* _Exercise details_
Range to reproduce from the entries below: the line with "for competitive-rate lookups", the line with "pub struct CacheManager", and every line in between. Give them exactly and give nothing else.

########

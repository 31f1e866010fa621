use redis::aio::ConnectionManager;
use serde::{de::DeserializeOwned, Serialize};
use std::time::Duration;
use thiserror::Error;
use tokio::sync::Mutex;

/// Errors that can occur with cache operations
#[derive(Debug, Error)]
pub enum CacheError {
    #[error("Redis error: {0}")]
    RedisError(#[from] redis::RedisError),

    #[error("Serialization error: {0}")]
    SerializationError(#[from] serde_json::Error),
}

/// Two-tier cache for competitive-rate lookups
///
/// L1 is an in-process moka cache, L2 is Redis shared across instances.
/// Rate queries are metered third-party calls and the answers drift slowly,
/// so both tiers carry the same TTL. Reconciliation results are never
/// cached; the core recomputes them from inputs.
pub struct CacheManager {
    redis: Mutex<ConnectionManager>,
    local: moka::future::Cache<String, String>,
    ttl: Duration,
}

impl CacheManager {
    /// Connect to Redis and build the in-process tier
    pub async fn new(redis_url: &str, l1_size: u64, ttl_secs: u64) -> Result<Self, CacheError> {
        let client = redis::Client::open(redis_url)?;
        let redis = ConnectionManager::new(client).await?;

        let ttl = Duration::from_secs(ttl_secs);
        let local = moka::future::CacheBuilder::new(l1_size)
            .time_to_live(ttl)
            .build();

        Ok(Self {
            redis: Mutex::new(redis),
            local,
            ttl,
        })
    }

    /// Look a value up, trying the in-process tier before Redis
    ///
    /// Returns `Ok(None)` on a miss in both tiers.
    pub async fn get<T: DeserializeOwned>(&self, key: &str) -> Result<Option<T>, CacheError> {
        if let Some(json) = self.local.get(key).await {
            tracing::trace!("L1 cache hit: {}", key);
            return Ok(Some(serde_json::from_str(&json)?));
        }

        let remote: Option<String> = {
            let mut conn = self.redis.lock().await;
            redis::cmd("GET").arg(key).query_async(&mut *conn).await?
        };

        match remote {
            Some(json) => {
                tracing::trace!("L2 cache hit: {}", key);
                // Promote to L1 so the next lookup stays in-process
                self.local.insert(key.to_string(), json.clone()).await;
                Ok(Some(serde_json::from_str(&json)?))
            }
            None => {
                tracing::trace!("Cache miss: {}", key);
                Ok(None)
            }
        }
    }

    /// Store a value in both tiers
    pub async fn set<T: Serialize>(&self, key: &str, value: &T) -> Result<(), CacheError> {
        let json = serde_json::to_string(value)?;

        self.local.insert(key.to_string(), json.clone()).await;

        let mut conn = self.redis.lock().await;
        redis::cmd("SETEX")
            .arg(key)
            .arg(self.ttl.as_secs())
            .arg(json)
            .query_async::<()>(&mut *conn)
            .await?;

        tracing::trace!("Cache set: {}", key);
        Ok(())
    }

    /// Drop a key from both tiers
    pub async fn delete(&self, key: &str) -> Result<(), CacheError> {
        self.local.invalidate(key).await;

        let mut conn = self.redis.lock().await;
        redis::cmd("DEL")
            .arg(key)
            .query_async::<()>(&mut *conn)
            .await?;

        Ok(())
    }
}

/// Cache key builder
pub struct CacheKey;

impl CacheKey {
    /// Build a cache key for a competitive-rate lookup
    pub fn rates(postal_code: &str, radius_miles: f64, unit_size: Option<&str>) -> String {
        format!(
            "rates:{}:{}:{}",
            postal_code,
            radius_miles,
            unit_size.unwrap_or("any")
        )
    }

    /// Build a cache key for a rate history read
    pub fn rate_history(postal_code: &str, unit_size: Option<&str>) -> String {
        format!("history:{}:{}", postal_code, unit_size.unwrap_or("any"))
    }
}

########

* _Exercise result_
/// Two-tier cache for competitive-rate lookups
///
/// L1 is an in-process moka cache, L2 is Redis shared across instances.
/// Rate queries are metered third-party calls and the answers drift slowly,
/// so both tiers carry the same TTL. Reconciliation results are never
/// cached; the core recomputes them from inputs.
pub struct CacheManager {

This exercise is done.